For three months, that’s what he did: he started visiting steel fabrication shops, handing out cards and figuring out how to bid. At first, he said no one would send him bid requests or drawings, and later the few who did wouldn’t provide him any feedback.
That’s when he began to get a little desperate.
“I’m just home spending money, and I don’t see any progress, and I’m like, ‘Man,’” he said. “I remember my headquarters was my son’s toy room. I had my office there, a whole bunch of toys around me and a whole bunch of papers.”
He remembered working there from 4 or 5 a.m. well into the night, hoping that something would come out of it.
“At some points, I wanted to break and just be like, ‘Man, I’m going to go back to what I know how to do (and) go out to the job sites,’” he said, “but then I would be like, ‘No, I’ve already started this. I gotta finish it.”
And besides, Hernandez added, he didn’t want to leave his family again.
“What kept me going was my family, my son, my wife, because I had already spent 10 years of my son’s life out in the field, and I would only get to see him once a month (or) twice a month for a weekend and then I would have to take off again,” he said. “I wanted to stop that because by this time … I had already missed most of his childhood.”
The first sign of progress came when a company in Garner asked him to supply labor. That connection in turn led to his first project: erecting the steel frame for Greensboro’s Cheesecake Factory in June of 2016. The original steel erector had backed down and refused to do the project.
“I didn’t know if it was going to be granted to us or not,” he said. “But I guess that guy was desperate because I was high (on the bid). I was high, somewhere around $6,000. But he wanted it, so he tells me, ‘Yes, go ahead.’”
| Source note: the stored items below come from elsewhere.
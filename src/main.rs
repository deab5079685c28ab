//! leftcurve: agent dashboard data from the terminal.
//!
//! Usage:
//!   leftcurve agents               # latest agents with status and ABI size
//!   leftcurve leaderboard          # DEGEN KINGS / SIGMA LORDS
//!   leftcurve leaderboard --marquee  # the looped sequence, crowned rows starred
//!   leftcurve bonding <AGENT_ID>   # bonding curve progress for one agent
//!   leftcurve serve                # JSON API on dashboard.bind

use anyhow::{bail, Result};
use chrono::Utc;
use clap::{Parser, Subcommand};
use std::path::{Path, PathBuf};
use std::sync::Arc;
use tracing::info;

use leftcurve::agents::{Agent, AgentType, AgentsClient};
use leftcurve::bonding::BondingProgress;
use leftcurve::config::Config;
use leftcurve::dashboard::{self, DashboardState};
use leftcurve::leaderboard::{Leaderboard, TopAgents};
use leftcurve::logging;
use leftcurve::onchain::AbiSummary;

const DEFAULT_CONFIG: &str = "leftcurve.toml";

#[derive(Parser, Debug)]
#[command(name = "leftcurve", version, about = "Agent dashboard data: fetch, rank, bonding progress")]
struct Cli {
    /// Config file (defaults to ./leftcurve.toml when present)
    #[arg(long, global = true)]
    config: Option<PathBuf>,

    #[command(subcommand)]
    command: Command,
}

#[derive(Subcommand, Debug)]
enum Command {
    /// List the latest agents
    Agents {
        /// Print the raw {success, data | error} envelope
        #[arg(long)]
        json: bool,
    },
    /// Show the leftcurve and rightcurve leaderboards
    Leaderboard {
        /// Only one side: left | right
        #[arg(long)]
        side: Option<AgentType>,
        /// Print the looped marquee sequence instead of one pass
        #[arg(long)]
        marquee: bool,
    },
    /// Bonding curve progress for one agent
    Bonding { id: String },
    /// Serve the JSON API
    Serve {
        /// Overrides dashboard.bind
        #[arg(long)]
        bind: Option<String>,
    },
}

#[tokio::main]
async fn main() -> Result<()> {
    let _ = dotenvy::dotenv();
    let cli = Cli::parse();

    let config = load_config(cli.config.as_deref())?;
    logging::init(&config.logging);
    info!("leftcurve v{} starting", env!("CARGO_PKG_VERSION"));

    let client = AgentsClient::from_config(&config);

    match cli.command {
        Command::Agents { json } => {
            let response = client.get_latest_agents().await;
            if json {
                println!("{}", serde_json::to_string_pretty(&response)?);
                return Ok(());
            }
            match response.into_result() {
                Ok(agents) => display_agents(&agents),
                Err(e) => bail!(e),
            }
        }
        Command::Leaderboard { side, marquee } => {
            let agents = client.fetch_latest_agents().await?;
            let top = TopAgents::build(&agents, config.leaderboard.size);
            for board in top.boards() {
                if side.map_or(true, |s| s == board.side) {
                    display_board(board, marquee);
                }
            }
        }
        Command::Bonding { id } => {
            let agents = client.fetch_latest_agents().await?;
            let Some(agent) = agents.iter().find(|a| a.id == id) else {
                bail!("agent {id} not found in latest agents");
            };
            display_bonding(agent, &BondingProgress::from_agent(agent, client.bonding_params()));
        }
        Command::Serve { bind } => {
            let bind = bind.unwrap_or_else(|| config.dashboard.bind.clone());
            let state = DashboardState {
                client: Arc::new(client),
                board_size: config.leaderboard.size,
            };
            dashboard::serve(state, &bind).await?;
        }
    }

    Ok(())
}

fn load_config(path: Option<&Path>) -> Result<Config> {
    match path {
        Some(p) => Ok(Config::load(p)?),
        None if Path::new(DEFAULT_CONFIG).exists() => Ok(Config::load(Path::new(DEFAULT_CONFIG))?),
        None => Ok(Config::from_env()),
    }
}

fn truncate(s: &str, max: usize) -> String {
    if s.chars().count() > max {
        let head: String = s.chars().take(max.saturating_sub(3)).collect();
        format!("{head}...")
    } else {
        s.to_string()
    }
}

fn age(agent: &Agent) -> String {
    match agent.created_at_utc() {
        Some(created) => {
            let diff = Utc::now() - created;
            if diff.num_hours() < 24 {
                format!("{}h", diff.num_hours().max(0))
            } else {
                format!("{}d", diff.num_days())
            }
        }
        None => "???".to_string(),
    }
}

fn display_agents(agents: &[Agent]) {
    if agents.is_empty() {
        println!("No agents returned.");
        return;
    }

    println!();
    println!(
        " {:<3} | {:<20} | {:<6} | {:<10} | {:<7} | {:>12} | {:>7} | {:>5} | {:<9} | Contract",
        "#", "Name", "Symbol", "Type", "Status", "Price", "Holders", "Age", "ABI"
    );
    println!("{}", "-".repeat(120));

    for (i, a) in agents.iter().enumerate() {
        println!(
            " {:<3} | {:<20} | {:<6} | {:<10} | {:<7} | {:>12.6} | {:>7} | {:>5} | {:<9} | {}",
            i + 1,
            truncate(&a.name, 20),
            a.symbol,
            a.agent_type,
            a.status,
            a.price,
            a.holders,
            age(a),
            AbiSummary::of(&a.abi).to_string(),
            truncate(&a.contract_address, 20),
        );
    }
    println!();
}

fn display_board(board: &Leaderboard, looped: bool) {
    println!();
    println!("=== {} ===", board.title);
    println!("    {}", board.subtitle);
    println!();

    if board.is_empty() {
        println!("  (no {} agents)", board.side);
        return;
    }

    let items = board.marquee();
    let shown = if looped { items.len() } else { board.entries.len() };
    for item in items.iter().take(shown) {
        let entry = item.entry;
        let crown = if item.crowned { "*" } else { " " };
        println!(
            " {}{:<2} {:<20} ${:<5} {:>6} trades | score {:>7.1} | PnL (Cycle): {:>7} | PnL (24h): {:>7}",
            crown,
            entry.rank,
            truncate(&entry.name, 20),
            entry.symbol,
            entry.trade_count,
            entry.score,
            entry.pnl_cycle_label(),
            entry.pnl_24h_label(),
        );
    }
}

fn display_bonding(agent: &Agent, progress: &BondingProgress) {
    const BAR_WIDTH: usize = 40;
    let filled = ((progress.progress_percent / 100.0) * BAR_WIDTH as f64)
        .round()
        .clamp(0.0, BAR_WIDTH as f64) as usize;

    println!();
    println!("Bonding Progress: {} (${}, {})", agent.name, agent.symbol, agent.agent_type);
    println!(
        "  [{}{}] {}",
        "#".repeat(filled),
        ".".repeat(BAR_WIDTH - filled),
        progress.progress_label()
    );
    println!(
        "  Current Price: {:.14}   Target Price: {:.14}",
        progress.current_price_eth, progress.target_price_eth
    );
    println!(
        "  Liquidity Status ({}): {}",
        if progress.is_bonding() { "locked" } else { "unlocked" },
        progress.liquidity_label()
    );
    println!("  {}", progress.liquidity_state.message());
    if let Some(banner) = progress.launch_banner {
        println!("  {}", banner.message());
    }
    println!();
}
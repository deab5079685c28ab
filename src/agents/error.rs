use thiserror::Error;

/// Why `get_latest_agents` could not produce a list. The `Display` text is
/// what ends up in the `error` field of the response envelope.
#[derive(Error, Debug)]
pub enum FetchError {
    #[error("Missing API configuration")]
    MissingConfig,
    #[error("Backend server not available - please ensure it is running")]
    BackendUnavailable { status: u16 },
    #[error("Backend server not reachable - please check if it is running")]
    BackendUnreachable(#[source] reqwest::Error),
    #[error("Invalid API key - please check your configuration")]
    Unauthorized,
    #[error("Both latest and main endpoints failed - please check server status")]
    FallbackFailed { status: u16 },
    #[error("Server error - please try again later")]
    Server { status: u16 },
    #[error("{message}")]
    Rejected { status: u16, message: String },
    #[error("Invalid API response structure")]
    InvalidShape,
    #[error("request failed: {0}")]
    Request(#[from] reqwest::Error),
    #[error("invalid response body: {0}")]
    InvalidBody(#[from] serde_json::Error),
}

impl FetchError {
    /// HTTP status reported by the backend, when the failure came from one.
    pub fn upstream_status(&self) -> Option<u16> {
        match self {
            Self::BackendUnavailable { status }
            | Self::FallbackFailed { status }
            | Self::Server { status }
            | Self::Rejected { status, .. } => Some(*status),
            Self::Unauthorized => Some(401),
            _ => None,
        }
    }
}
Since then, Hernandez’s company has dabbled in lots of projects across North Carolina and surrounding states, including a YMCA in Garner, a Morrisville elementary school and Thomasville police station.
“We have not stopped since then,” he said.
No matter what, said Ramirez, Warrior Steel Erection’s vice president, Hernandez always finds a way to accomplish his goal.
“My respect for him is for that reason,” he added, “(because of his idea that) nothing is impossible. Everything is possible, (but) sometimes you have to struggle a bit to get better.”
That’s what Hernandez said he thinks it means to be an immigrant in the U.S.
“There is a saying in Spanish: ‘I don’t ask God to give me anything. I just ask God to put me where there is because I will take care of the rest,’” he said, adding: “With hard work, it can be done. It’s not easy, but it can be done.”